Well it’s that time of the year again! We’re gearing up for another edition of the Canadian Law Blog Awards, a.k.a. the Clawbies, with the final results to be released (like last year) on December 31st.

One thing that will be different this time around is the addition of a nomination process. Being considered for a Clawbie starts with being on our radar, and every blog listed at lawblogs.ca will get a passing look. However, this year we want to let Canadian law bloggers toot their own horn, and in the process, give them a chance to plug their friends. So, here’s the deal…

2008 Nominations

Between now and Friday December 27th, you may nominate a Canadian authored legal blog in one of two possible ways.

  1. Simply email your favourite blog (yes, you can nominate your own) with some of your finest 2008 posts or any other notable highlights to Steve Matthews at steve@stemlegal.com.
  2. Or method number two, and this is much more fun … write a blog post about three other Canadian law blogs you currently read and tell us why those blogs are important to you. Now, here’s the bonus: in doing so, you are expected to be a humble Canadian and tell us NOTHING about your own blog. In return, your blog will receive a thorough review, as will your suggested peers, AND you get a chance to plug a fellow Canadian blogger!

    Noted: No, we’re not voting like the ABA… but linking out to fellow Canadian legal bloggers adds to our infrastructure, and let’s us share audiences. That way, the process helps everyone, and the award is simply a final recognition.
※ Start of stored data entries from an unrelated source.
use rust_decimal::prelude::{MathematicalOps, ToPrimitive};
use rust_decimal::{Decimal, RoundingStrategy};
use serde::{Deserialize, Serialize};
use std::fmt;

// ============================================================================
// CPMM CONSTANTS
// ============================================================================

// Constant Product Market Maker (CPMM) for prediction markets
//
// Formula: x * y = k (constant product)
//
// For a binary market (Yes/No):
// - x = Yes shares left in the pool
// - y = No shares left in the pool
// - k = initial_liquidity² (fixed when the market is created)
//
// Buying Yes with `p` points adds `p` to the No reserve and removes whatever
// Yes shares keep `x * y == k`.

/// Shares and reserves are kept to this many decimal places (truncated).
pub const SHARE_DECIMALS: u32 = 8;

// ============================================================================
// PRICING ERRORS
// ============================================================================

#[derive(Debug, Clone, Copy, PartialEq, Eq, Serialize, Deserialize)]
pub enum PricingError {
    /// Points or shares requested were zero or negative
    NonPositiveAmount,
    /// The trade would yield no shares (bet too small or pool drained)
    InsufficientLiquidity,
    /// Buying that many shares would empty the reserve
    InfinitePrice,
    /// Outcome index outside the pool
    UnknownOutcome(usize),
    /// Arithmetic left the representable range
    Overflow,
}

impl fmt::Display for PricingError {
    fn fmt(&self, f: &mut fmt::Formatter<'_>) -> fmt::Result {
        match self {
            PricingError::NonPositiveAmount => write!(f, "amount must be positive"),
            PricingError::InsufficientLiquidity => write!(f, "insufficient liquidity for this trade"),
            PricingError::InfinitePrice => write!(f, "not enough shares in the pool"),
            PricingError::UnknownOutcome(i) => write!(f, "unknown outcome index {}", i),
            PricingError::Overflow => write!(f, "arithmetic overflow while pricing"),
        }
    }
}

impl std::error::Error for PricingError {}

pub type PricingResult<T> = Result<T, PricingError>;

fn truncate_shares(value: Decimal) -> Decimal {
    value.round_dp_with_strategy(SHARE_DECIMALS, RoundingStrategy::ToZero)
}

// ============================================================================
// PAIR FORMULAS
// ============================================================================

/// Shares of the chosen option bought by spending `points`.
///
/// `new_other = other + points`, `new_chosen = k / new_other`,
/// `shares = chosen - new_chosen` truncated to [`SHARE_DECIMALS`].
pub fn shares_for_points(
    reserve_chosen: Decimal,
    reserve_other: Decimal,
    k: Decimal,
    points: Decimal,
) -> PricingResult<Decimal> {
    if points <= Decimal::ZERO {
        return Err(PricingError::NonPositiveAmount);
    }
    let new_other = reserve_other
        .checked_add(points)
        .ok_or(PricingError::Overflow)?;
    let new_chosen = k
        .checked_div(new_other)
        .ok_or(PricingError::InsufficientLiquidity)?;
    let shares = truncate_shares(reserve_chosen - new_chosen);
    if shares <= Decimal::ZERO {
        return Err(PricingError::InsufficientLiquidity);
    }
    Ok(shares)
}

/// Points needed to buy `shares` of the chosen option.
///
/// Undefined (infinite) once the purchase would take the whole reserve.
pub fn points_for_shares(
    reserve_chosen: Decimal,
    reserve_other: Decimal,
    k: Decimal,
    shares: Decimal,
) -> PricingResult<Decimal> {
    if shares <= Decimal::ZERO {
        return Err(PricingError::NonPositiveAmount);
    }
    let new_chosen = reserve_chosen - shares;
    if new_chosen <= Decimal::ZERO {
        return Err(PricingError::InfinitePrice);
    }
    let new_other = k.checked_div(new_chosen).ok_or(PricingError::Overflow)?;
    Ok((new_other - reserve_other).max(Decimal::ZERO))
}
The categories remain the same as previous years; but please don’t worry about submitting categories. We’ll figure that part out.  Where we would like some help though, is identifying US & European law blogs that pay attention (and link) to Canadian legal blogosphere! So feel free to share your thoughts either via your email nomination or including a link in your nomination blog post.

And that’s it!  Stay tuned & watch out for Clawbies 2008 coming this New Year’s Eve!!

10 Responses to “2008 Clawbies Coming Soon!”

  • [...] Finally, I’ve been remiss in not yet drawing your attention to three Canadian blogs that made the Blawg 100 cut. You should go vote for them, and you should definitely read them. (Update: please also consider this to be their 2008 Clawbies nominations.) [...]

  • Timing is everything. :-) I’ve just updated today’s post to nominate three Canadian blogs for well-deserved Clawbies. Thanks for this, Steve!

    http://www.law21.ca/2008/12/05/information-innovation-and-a-top-10-list/

  • [...] noted on Clawbies.ca this afternoon, the 2008 Canadian Law Blog Awards will once again be announced on New Year’s [...]

  • [...] I’m not a Canadian “law” blogger per se, but I am Canadian, my blog does target the legal field and of course I  read tons of legal blogs (plenty from the fabulous Canadian Law Blogs List!), so I wanted to share a quick post on my 3 favourite Canadian law blogs. I hope they all get recognition from Clawbies! [...]

  • [...] and performed by Bob Dorough Steve Matthews, the creator of the Canadian Legal Blog Awards, has just announced the 2008 Clawbie Nomination process.  True to Steve’s creative and [...]

  • [...] the CLawBies showcase some of the remarkable talent in the Canadian legal blogosphere each year. Nominations for this year’s CLawBies are being accepted from law bloggers, [...]

  • Ask three ABlawggers for their favourite Canadian law blogs, and you end up with more than three different answers. It appears our bloggers cannot confine themselves to a single favourite, and so we have restricted ourselves here to academic / law professor blogs.

    Jonnette Watson Hamilton, ABlawg’s most prolific blogger, writes: “Osgoode Hall’s The Court — which was 2007’s “most important new Canadian law blog” — continues to provide timely, thoughtful and in-depth analysis of Supreme Court of Canada decisions. One of the reasons for the outstanding nature of the contribution this blog makes to legal scholarship is the number of law students, practicing lawyers and law professors from all across Canada who are among its contributors. Regardless of the area of law, The Court has someone who can comment on new cases with expertise. The Court states that it “aims to become the premier online location for information about Canada’s highest court” and I think it has achieved this aim.”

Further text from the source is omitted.